To enforce these principles; to prevent creditors from suffering by their violation, was the object of the statute of the 13 Eliz. c. 5, and is the object of that part of the second section of our statute for the prevention of frauds and perjuries, which relates to creditors. As to the relief of creditors, these statutes are co-extensive; each makes void conveyances made with "intent" to defraud creditors: they are declarative only, of the common law, which, as now understood, would, without the statutes, have effected all that can be effected with them. The statute of Eliz. as to the relief of creditors, has, from its enactment, in courts both of law and equity, uniformly received a most liberal construction, notwithstanding it subjects the committers of the forbidden fraud to a prosecution for a penalty. (Cowp. Rep. 343, Roberts on Frauds, 14, 1st Fonb. Eqt. 260, 67, 1 Cranch R. 316.) Our Legislature, when they, in 1824, by the 10th section of the act "for the punishment of certain offences therein named," subjected the maker of a conveyance to defeat creditors, to a criminal prosecution, did not intend to prevent the courts from giving as extensive relief to creditors, under the statutes of frauds and perjuries, as they had before given or could have given, had not the act of 1824 been passed. When relief is given against frauds even of the grosser kind, the perpetrators are frequently in no worse, and sometimes in a better condition than they would have been had not the fraud been committed. That the perpetrators of such frauds should be really punished, and thereby such frauds be prevented or made less frequent, was probably the only object of the Legislature. Before the statute of Eliz. the courts in England held that a voluntary conveyance to

a stranger, made by a person indebted at the time, was void as to creditors; after, they held that a conveyance to a child by a parent, if the parent was at the time indebted, was void, not only as to debts contracted before, but also as to those contracted after. (1st Fonb. Eqt. 260, note a.)

In the case of Russel vs. Hammond, (2 Atk. 13,) Lord Hardwicke says, that he "had hardly known of one case, where the grantor had been indebted at the time of the conveyance, that the conveyance had not been deemed fraudulent."

In the case of Reede vs.

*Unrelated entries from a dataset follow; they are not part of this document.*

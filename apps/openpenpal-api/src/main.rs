//! Composition root: configuration, storage, cache, gateway, background
//! runtime, and the HTTP server.

mod auth;
mod background;
mod handlers;
mod middleware;
mod routes;
mod state;

use std::collections::HashMap;
use std::net::SocketAddr;
use std::sync::atomic::AtomicBool;
use std::sync::{Arc, Mutex, RwLock};
use std::time::Duration;

use anyhow::Context;
use openpenpal_cache::InMemoryCacheStore;
use openpenpal_config::Settings;
use openpenpal_gateway::{
    BackendInstance, HealthChecker, IngressLimiter, RequestPipeline, RetryPolicy, ServiceRegistry,
};
use openpenpal_scheduler::{task_types::ALL_TASK_TYPES, ScheduledTaskRepository};
use openpenpal_store::{
    PgBarcodeRepository, PgCourierRepository, PgExecutionRepository, PgLetterRepository,
    PgOpCodeDirectory, PgScanRecordRepository, PgScheduledTaskRepository, PgTaskRepository,
    PgTaskStore, PgUserRepository,
};
use openpenpal_types::{ScheduleKind, ScheduledTask, ScheduledTaskId, ScheduledTaskStatus};
use tracing::info;

use crate::auth::SessionKeys;
use crate::state::AppState;

const HEALTH_CHECK_INTERVAL: Duration = Duration::from_secs(30);
const HEALTH_CHECK_FAILURE_THRESHOLD: u32 = 3;
const DB_MAX_CONNECTIONS: u32 = 16;

#[tokio::main]
async fn main() -> anyhow::Result<()> {
    openpenpal_observability::init("openpenpal_api");

    let settings = Settings::from_env().context("configuration")?;
    let pool = openpenpal_store::connect(&settings.database_url, DB_MAX_CONNECTIONS)
        .await
        .context("database")?;

    let gateway = Arc::new(ServiceRegistry::new());
    let mut by_service: HashMap<String, Vec<Arc<BackendInstance>>> = HashMap::new();
    for backend in &settings.gateway_backends {
        by_service
            .entry(backend.service_name.clone())
            .or_default()
            .push(Arc::new(BackendInstance::new(
                &backend.service_name,
                &backend.host,
                backend.weight,
                "/health",
            )));
    }
    for (service, instances) in by_service {
        gateway
            .register(&service, instances, &settings.gateway_algorithm)
            .map_err(|e| anyhow::anyhow!("gateway registration: {e}"))?;
    }

    let pipeline = Arc::new(RequestPipeline::new(
        gateway.clone(),
        RetryPolicy {
            max_retries: settings.gateway_max_retries,
            ..RetryPolicy::default()
        },
        settings.gateway_timeout(),
    ));

    let state = AppState {
        session_keys: SessionKeys::from_secret(settings.hmac_secret.as_bytes()),
        limiter: Arc::new(IngressLimiter::per_minute(settings.rate_limit_per_minute)),
        cache: Arc::new(InMemoryCacheStore::new()),
        users: Arc::new(PgUserRepository::new(pool.clone())),
        couriers: Arc::new(PgCourierRepository::new(pool.clone())),
        courier_tasks: Arc::new(PgTaskRepository::new(pool.clone())),
        directory: Arc::new(PgOpCodeDirectory::new(pool.clone())),
        letters: Arc::new(PgLetterRepository::new(pool.clone())),
        barcodes: Arc::new(PgBarcodeRepository::new(pool.clone())),
        delivery_tasks: Arc::new(PgTaskStore::new(pool.clone())),
        scans: Arc::new(PgScanRecordRepository::new(pool.clone())),
        scheduled_tasks: Arc::new(PgScheduledTaskRepository::new(pool.clone())),
        executions: Arc::new(PgExecutionRepository::new(pool)),
        gateway: gateway.clone(),
        pipeline,
        scheduler_paused: Arc::new(AtomicBool::new(false)),
        workers: Arc::new(Mutex::new(Vec::new())),
        leaderboards: Arc::new(RwLock::new(Vec::new())),
        settings: Arc::new(settings),
    };

    seed_task_registry(&state).await?;
    seed_admin_account(&state).await?;
    background::spawn_all(state.clone());
    if !state.settings.gateway_backends.is_empty() {
        tokio::spawn(
            HealthChecker::new(gateway, HEALTH_CHECK_INTERVAL, HEALTH_CHECK_FAILURE_THRESHOLD).run(),
        );
    }

    let addr = SocketAddr::from(([0, 0, 0, 0], state.settings.port));
    let app = routes::build(state);
    let listener = tokio::net::TcpListener::bind(addr).await.context("bind")?;
    info!(%addr, "openpenpal api listening");
    axum::serve(
        listener,
        app.into_make_service_with_connect_info::<SocketAddr>(),
    )
    .await
    .context("serve")?;
    Ok(())
}

/// Bootstrap account for a fresh deployment: created only when
/// `ADMIN_USERNAME`/`ADMIN_PASSWORD` are set and the username is free.
async fn seed_admin_account(state: &AppState) -> anyhow::Result<()> {
    let (Ok(username), Ok(password)) = (
        std::env::var("ADMIN_USERNAME"),
        std::env::var("ADMIN_PASSWORD"),
    ) else {
        return Ok(());
    };
    let existing = state
        .users
        .credential_by_username(&username)
        .await
        .map_err(|e| anyhow::anyhow!("admin bootstrap: {e}"))?;
    if existing.is_none() {
        let user = openpenpal_types::User {
            id: openpenpal_types::UserId::new(),
            username: username.clone(),
            role: openpenpal_types::UserRole::PlatformAdmin,
            deactivated: false,
        };
        state
            .users
            .create(&user, &auth::hash_password(&password), chrono::Utc::now())
            .await
            .map_err(|e| anyhow::anyhow!("admin bootstrap: {e}"))?;
        info!(username, "admin account bootstrapped");
    }
    Ok(())
}

/// Ensures every pre-registered task type has a row, so the cron loop can
/// fire them without manual setup. Existing rows are left untouched.
async fn seed_task_registry(state: &AppState) -> anyhow::Result<()> {
    for def in ALL_TASK_TYPES {
        if state
            .scheduled_tasks
            .find_by_type(def.name)
            .await
            .map_err(|e| anyhow::anyhow!("task registry: {e}"))?
            .is_none()
        {
            let task = ScheduledTask {
                id: ScheduledTaskId::new(),
                name: def.name.replace('_', " "),
                task_type: def.name.to_string(),
                priority: 0,
                schedule: ScheduleKind::Cron {
                    expression: def.cron_expression.to_string(),
                },
                payload: serde_json::Value::Null,
                timeout_seconds: def.timeout_seconds,
                max_retries: def.max_retries,
                retry_count: 0,
                run_count: 0,
                failure_count: 0,
                status: ScheduledTaskStatus::Active,
                active: true,
                start_date: chrono::Utc::now(),
                end_date: None,
                max_runs: None,
                next_run_at: None,
                last_run_at: None,
            };
            state
                .scheduled_tasks
                .save(&task)
                .await
                .map_err(|e| anyhow::anyhow!("task registry: {e}"))?;
            info!(task_type = def.name, "scheduled task seeded");
        }
    }
    Ok(())
}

Livingston, (3 J. C. R. 500,) Chancellor Kent, after a laborious examination of the English cases, says, that "the conclusion to be drawn from them is, that if the party be indebted at the time of the voluntary settlement, it is to be presumed fraudulent in respect to such debts; and no circumstances will permit those debts to be affected by the settlement, or repel the legal presumption of the fraud." It is even doubtful whether, by the English decisions under the 13th Eliz. a voluntary conveyance to a child, of land worth one thousand dollars, when the parent at the time owned land of the value of four thousand dollars, if the father at the time owed only fifty dollars, would not be deemed fraudulent and void, and the land liable for the debts contracted by the parent, after he made the gift to his child.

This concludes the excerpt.